Pour Unilever, il est allé au Mexique, aux Pays-Bas, en Belgique… Et depuis la fin de 2014, après cinq années passées à la tête de la filiale française du géant des biens de consommation, Bruno Witvoet occupe le siège de vice-président exécutif chargé de l’Afrique. Si son bureau est resté à Rueil-Malmaison, près de Paris, ce Français de 54 ans assure passer les deux tiers de son temps sur le continent. En Afrique, il voit Unilever comme « un guépard, capable de planifier son action puis d’aller très vite ».
Le groupe anglo-néerlandais, présent depuis plus de cent ans en Afrique du Sud, doit à la fois suivre le rythme imposé par les entreprises locales, très agiles, et tenir son rang face aux autres multinationales (Nestlé, Procter & Gamble, etc.) attirées par la classe moyenne émergente. Pour y parvenir, Unilever entend puiser dans son immense portefeuille de marques et renforcer sa production locale, qui représente déjà 90 % de ses volumes. Il achève d’ailleurs un cycle d’investissement de 450 millions d’euros, dans lequel s’inscrit l’usine de mayonnaise Calvé de Vridi, en Côte d’Ivoire.

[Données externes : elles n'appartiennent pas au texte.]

use std::time::Duration;

use common_kafka_client::{
    ConfigError, ConsumerConfig, KafkaConfig, Offset, PartitionAlgorithm, ProducerConfig,
};
use envconfig::Envconfig;

#[derive(Envconfig, Clone, Debug)]
pub struct Config {
    #[envconfig(nested = true)]
    pub kafka: KafkaConfig,

    #[envconfig(default = "kafka-relay")]
    pub kafka_consumer_group: String,

    pub kafka_source_topic: String,

    pub kafka_destination_topic: String,

    #[envconfig(default = "earliest")]
    pub kafka_consumer_offset_reset: String,

    #[envconfig(default = "5000")]
    pub kafka_producer_flush_grace_ms: u64,

    #[envconfig(default = "murmur2_random")]
    pub relay_partition_algorithm: String,

    // Start of the first assignment, overriding committed offsets. Unset keeps them
    pub relay_start_offset: Option<i64>,

    #[envconfig(default = "10000")]
    pub relay_metadata_timeout_ms: u64,

    // Liveness is reported at least this often, even when the source topic is idle
    #[envconfig(default = "5000")]
    pub relay_heartbeat_interval_ms: u64,

    #[envconfig(default = "0.0.0.0:8080")]
    pub bind_address: String,

    #[envconfig(default = "false")]
    pub export_prometheus: bool,
}

impl Config {
    pub fn consumer_config(&self) -> ConsumerConfig {
        ConsumerConfig {
            kafka_consumer_group: self.kafka_consumer_group.clone(),
            kafka_consumer_topic: self.kafka_source_topic.clone(),
            kafka_consumer_offset_reset: self.kafka_consumer_offset_reset.clone(),
            kafka_consumer_poll_timeout_ms: self.relay_heartbeat_interval_ms,
        }
    }

    pub fn producer_config(&self) -> ProducerConfig {
        ProducerConfig {
            kafka_producer_topic: self.kafka_destination_topic.clone(),
            // Partitions are computed by the relay, librdkafka's partitioner is never used
            kafka_producer_partitioner: None,
            kafka_producer_flush_grace_ms: self.kafka_producer_flush_grace_ms,
        }
    }

    pub fn partition_algorithm(&self) -> Result<PartitionAlgorithm, ConfigError> {
        self.relay_partition_algorithm
            .parse()
            .map_err(|_| ConfigError::UnknownPartitioner(self.relay_partition_algorithm.clone()))
    }

    pub fn start_offset(&self) -> Option<Offset> {
        self.relay_start_offset.map(Offset::Offset)
    }

    pub fn metadata_timeout(&self) -> Duration {
        Duration::from_millis(self.relay_metadata_timeout_ms)
    }

    pub fn heartbeat_interval(&self) -> Duration {
        Duration::from_millis(self.relay_heartbeat_interval_ms)
    }
}

#[cfg(test)]
mod tests {
    use std::collections::HashMap;

    use super::*;

    fn env(overrides: &[(&str, &str)]) -> HashMap<String, String> {
        let mut env: HashMap<String, String> = [
            ("KAFKA_SOURCE_TOPIC", "clickhouse_events_json"),
            ("KAFKA_DESTINATION_TOPIC", "events_by_distinct_id"),
        ]
        .into_iter()
        .map(|(k, v)| (k.to_string(), v.to_string()))
        .collect();
        for (k, v) in overrides {
            env.insert(k.to_string(), v.to_string());
        }
        env
    }

    #[test]
    fn test_defaults() {
        let config = Config::init_from_hashmap(&env(&[])).unwrap();

        assert_eq!(config.kafka.kafka_hosts, "localhost:9092");
        assert_eq!(config.kafka_consumer_group, "kafka-relay");
        assert_eq!(
            config.partition_algorithm().unwrap(),
            PartitionAlgorithm::Murmur2Random
        );
        assert_eq!(config.start_offset(), None);
        assert!(!config.export_prometheus);
    }

    #[test]
    fn test_derived_client_configs() {
        let config = Config::init_from_hashmap(&env(&[
            ("KAFKA_HOSTS", "kafka:9092"),
            ("KAFKA_CONSUMER_GROUP", "relay-v2"),
            ("RELAY_START_OFFSET", "1200"),
        ]))
        .unwrap();

        let consumer = config.consumer_config();
        assert_eq!(consumer.kafka_consumer_group, "relay-v2");
        assert_eq!(consumer.kafka_consumer_topic, "clickhouse_events_json");
        assert_eq!(consumer.poll_timeout(), config.heartbeat_interval());

        let producer = config.producer_config();
        assert_eq!(producer.kafka_producer_topic, "events_by_distinct_id");
        assert_eq!(producer.kafka_producer_partitioner, None);

        assert_eq!(config.kafka.kafka_hosts, "kafka:9092");
        assert_eq!(config.start_offset(), Some(Offset::Offset(1200)));
    }

    #[test]
    fn test_unknown_partition_algorithm() {
        let config =
            Config::init_from_hashmap(&env(&[("RELAY_PARTITION_ALGORITHM", "round_robin")]))
                .unwrap();

        assert_eq!(
            config.partition_algorithm(),
            Err(ConfigError::UnknownPartitioner("round_robin".to_string()))
        );
    }

    #[test]
    fn test_missing_topics_fail() {
        let env: HashMap<String, String> = HashMap::new();
        assert!(Config::init_from_hashmap(&env).is_err());
    }
}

JEUNE AFRIQUE : Unilever vient de publier ses résultats globaux pour 2015, sans préciser quelles étaient ses performances en Afrique. Pouvez-vous nous en dire plus ?
BRUNO WITVOET : Nous ne donnons pas nos résultats détaillés, mais ils sont en progression par rapport à 2014 : un peu plus de 2 milliards d’euros de revenus, avec une amélioration des marges. Nous sommes dans une dynamique de croissance conforme à celle du groupe, et cela dans un environnement plus compliqué sur le plan macroéconomique : le Nigeria n’a pas connu de taux de croissance élevé et il y a eu un net ralentissement en Afrique du Sud.
Cela signifie-t-il que les pays non pétroliers parviennent à tirer votre croissance sur le continent ?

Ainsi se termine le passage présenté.